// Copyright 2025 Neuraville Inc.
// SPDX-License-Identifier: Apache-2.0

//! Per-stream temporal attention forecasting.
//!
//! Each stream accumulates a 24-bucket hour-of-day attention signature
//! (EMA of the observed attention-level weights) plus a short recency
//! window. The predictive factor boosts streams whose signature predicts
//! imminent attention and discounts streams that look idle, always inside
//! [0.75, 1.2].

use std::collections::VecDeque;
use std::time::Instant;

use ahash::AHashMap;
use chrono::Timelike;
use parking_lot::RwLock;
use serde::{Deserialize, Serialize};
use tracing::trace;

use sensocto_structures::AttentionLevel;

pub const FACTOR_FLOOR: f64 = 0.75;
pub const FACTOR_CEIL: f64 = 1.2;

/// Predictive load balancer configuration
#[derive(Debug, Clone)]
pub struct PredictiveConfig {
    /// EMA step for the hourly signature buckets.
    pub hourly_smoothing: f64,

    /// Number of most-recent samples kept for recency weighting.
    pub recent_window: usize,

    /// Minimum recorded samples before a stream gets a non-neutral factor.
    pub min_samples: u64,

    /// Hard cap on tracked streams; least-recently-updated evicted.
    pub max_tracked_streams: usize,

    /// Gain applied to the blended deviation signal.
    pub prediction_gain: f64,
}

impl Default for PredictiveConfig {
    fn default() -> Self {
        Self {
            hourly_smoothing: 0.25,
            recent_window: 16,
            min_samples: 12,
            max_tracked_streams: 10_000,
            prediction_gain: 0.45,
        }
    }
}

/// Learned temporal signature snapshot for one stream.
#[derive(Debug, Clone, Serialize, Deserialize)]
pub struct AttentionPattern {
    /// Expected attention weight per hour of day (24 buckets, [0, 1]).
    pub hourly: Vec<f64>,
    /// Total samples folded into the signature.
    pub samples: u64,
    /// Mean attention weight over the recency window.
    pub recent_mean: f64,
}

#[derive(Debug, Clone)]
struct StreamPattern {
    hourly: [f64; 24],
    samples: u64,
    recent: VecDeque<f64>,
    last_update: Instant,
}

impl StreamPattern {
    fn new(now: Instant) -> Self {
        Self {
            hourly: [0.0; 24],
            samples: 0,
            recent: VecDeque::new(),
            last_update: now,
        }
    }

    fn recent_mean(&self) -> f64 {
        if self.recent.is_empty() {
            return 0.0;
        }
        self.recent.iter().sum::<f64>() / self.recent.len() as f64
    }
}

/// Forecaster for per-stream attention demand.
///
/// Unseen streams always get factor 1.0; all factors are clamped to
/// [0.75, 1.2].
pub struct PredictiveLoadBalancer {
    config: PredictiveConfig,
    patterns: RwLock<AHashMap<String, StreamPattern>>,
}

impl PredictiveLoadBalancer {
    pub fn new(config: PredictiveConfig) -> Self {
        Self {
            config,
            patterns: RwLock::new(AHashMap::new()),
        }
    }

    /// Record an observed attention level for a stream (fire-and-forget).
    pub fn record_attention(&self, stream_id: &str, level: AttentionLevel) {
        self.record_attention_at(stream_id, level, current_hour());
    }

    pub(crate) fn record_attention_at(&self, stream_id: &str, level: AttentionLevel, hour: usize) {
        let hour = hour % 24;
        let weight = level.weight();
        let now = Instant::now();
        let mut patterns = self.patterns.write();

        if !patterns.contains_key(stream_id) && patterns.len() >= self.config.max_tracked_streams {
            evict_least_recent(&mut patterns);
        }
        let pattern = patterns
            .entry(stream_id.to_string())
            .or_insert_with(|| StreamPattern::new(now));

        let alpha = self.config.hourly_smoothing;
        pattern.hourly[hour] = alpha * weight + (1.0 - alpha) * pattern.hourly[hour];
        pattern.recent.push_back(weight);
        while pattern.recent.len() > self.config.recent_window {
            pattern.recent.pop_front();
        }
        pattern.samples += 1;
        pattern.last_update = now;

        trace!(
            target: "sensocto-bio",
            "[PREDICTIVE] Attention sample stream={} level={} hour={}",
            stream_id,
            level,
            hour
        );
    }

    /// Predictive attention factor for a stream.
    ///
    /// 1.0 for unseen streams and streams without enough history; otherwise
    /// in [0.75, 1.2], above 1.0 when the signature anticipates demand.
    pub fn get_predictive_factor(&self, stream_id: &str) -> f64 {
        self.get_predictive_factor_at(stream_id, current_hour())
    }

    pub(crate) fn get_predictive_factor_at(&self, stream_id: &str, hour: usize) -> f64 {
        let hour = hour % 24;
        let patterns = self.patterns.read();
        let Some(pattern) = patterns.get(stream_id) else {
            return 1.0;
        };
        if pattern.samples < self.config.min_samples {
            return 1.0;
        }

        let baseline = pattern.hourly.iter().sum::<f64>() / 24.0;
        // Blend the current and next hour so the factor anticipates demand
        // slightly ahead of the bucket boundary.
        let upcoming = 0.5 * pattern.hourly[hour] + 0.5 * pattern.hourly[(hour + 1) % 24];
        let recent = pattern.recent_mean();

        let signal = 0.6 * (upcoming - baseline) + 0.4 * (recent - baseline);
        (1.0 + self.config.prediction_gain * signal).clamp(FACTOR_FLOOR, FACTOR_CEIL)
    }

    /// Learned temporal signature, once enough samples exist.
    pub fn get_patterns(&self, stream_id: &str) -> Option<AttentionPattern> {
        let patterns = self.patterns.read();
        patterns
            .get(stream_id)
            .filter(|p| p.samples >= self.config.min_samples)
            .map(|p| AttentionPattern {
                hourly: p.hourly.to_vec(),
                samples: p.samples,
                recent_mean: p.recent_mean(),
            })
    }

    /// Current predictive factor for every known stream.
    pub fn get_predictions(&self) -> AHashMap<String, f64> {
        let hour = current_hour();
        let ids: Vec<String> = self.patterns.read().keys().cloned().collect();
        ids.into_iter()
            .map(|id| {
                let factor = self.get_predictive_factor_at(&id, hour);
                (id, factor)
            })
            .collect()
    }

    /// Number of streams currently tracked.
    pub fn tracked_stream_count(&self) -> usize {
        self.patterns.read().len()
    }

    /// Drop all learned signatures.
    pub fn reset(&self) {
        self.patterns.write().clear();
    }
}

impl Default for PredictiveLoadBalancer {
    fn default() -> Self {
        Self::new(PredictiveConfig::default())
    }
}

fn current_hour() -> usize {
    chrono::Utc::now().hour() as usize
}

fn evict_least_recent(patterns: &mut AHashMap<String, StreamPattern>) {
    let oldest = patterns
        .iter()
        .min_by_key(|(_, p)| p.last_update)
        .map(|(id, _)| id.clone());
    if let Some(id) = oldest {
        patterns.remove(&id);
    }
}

..........

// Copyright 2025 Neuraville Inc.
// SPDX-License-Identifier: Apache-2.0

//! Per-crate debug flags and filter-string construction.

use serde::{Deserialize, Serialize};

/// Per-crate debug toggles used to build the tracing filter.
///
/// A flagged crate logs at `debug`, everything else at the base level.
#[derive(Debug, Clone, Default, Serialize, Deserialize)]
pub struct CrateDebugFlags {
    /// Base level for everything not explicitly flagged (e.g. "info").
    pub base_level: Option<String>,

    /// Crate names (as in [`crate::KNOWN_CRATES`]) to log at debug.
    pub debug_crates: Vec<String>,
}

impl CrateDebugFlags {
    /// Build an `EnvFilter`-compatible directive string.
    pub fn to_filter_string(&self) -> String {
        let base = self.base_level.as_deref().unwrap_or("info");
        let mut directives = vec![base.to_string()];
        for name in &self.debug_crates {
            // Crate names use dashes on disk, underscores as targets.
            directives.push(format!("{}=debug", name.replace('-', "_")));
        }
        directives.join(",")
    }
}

..........

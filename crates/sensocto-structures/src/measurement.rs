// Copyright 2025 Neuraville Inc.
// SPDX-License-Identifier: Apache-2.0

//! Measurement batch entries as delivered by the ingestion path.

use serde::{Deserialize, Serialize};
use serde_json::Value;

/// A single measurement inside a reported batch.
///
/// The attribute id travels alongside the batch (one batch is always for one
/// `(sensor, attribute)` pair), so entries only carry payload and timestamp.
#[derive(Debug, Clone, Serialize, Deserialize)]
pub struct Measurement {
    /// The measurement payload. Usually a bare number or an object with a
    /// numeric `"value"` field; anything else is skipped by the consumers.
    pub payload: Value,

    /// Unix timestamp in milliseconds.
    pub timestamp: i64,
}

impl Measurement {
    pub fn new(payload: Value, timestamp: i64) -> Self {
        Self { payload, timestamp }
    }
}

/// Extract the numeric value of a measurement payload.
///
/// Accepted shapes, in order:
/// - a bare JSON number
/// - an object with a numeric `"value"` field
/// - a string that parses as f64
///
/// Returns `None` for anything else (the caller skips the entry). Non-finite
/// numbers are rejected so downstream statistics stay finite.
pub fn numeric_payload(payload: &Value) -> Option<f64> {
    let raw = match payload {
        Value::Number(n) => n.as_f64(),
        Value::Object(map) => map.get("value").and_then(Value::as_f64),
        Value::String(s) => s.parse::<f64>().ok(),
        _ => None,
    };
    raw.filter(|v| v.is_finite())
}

..........

#### Problem to work on
Show me each line of the listing above with "attribute" in it.

#### Your solution
/// The attribute id travels alongside the batch (one batch is always for one
/// `(sensor, attribute)` pair), so entries only carry payload and timestamp.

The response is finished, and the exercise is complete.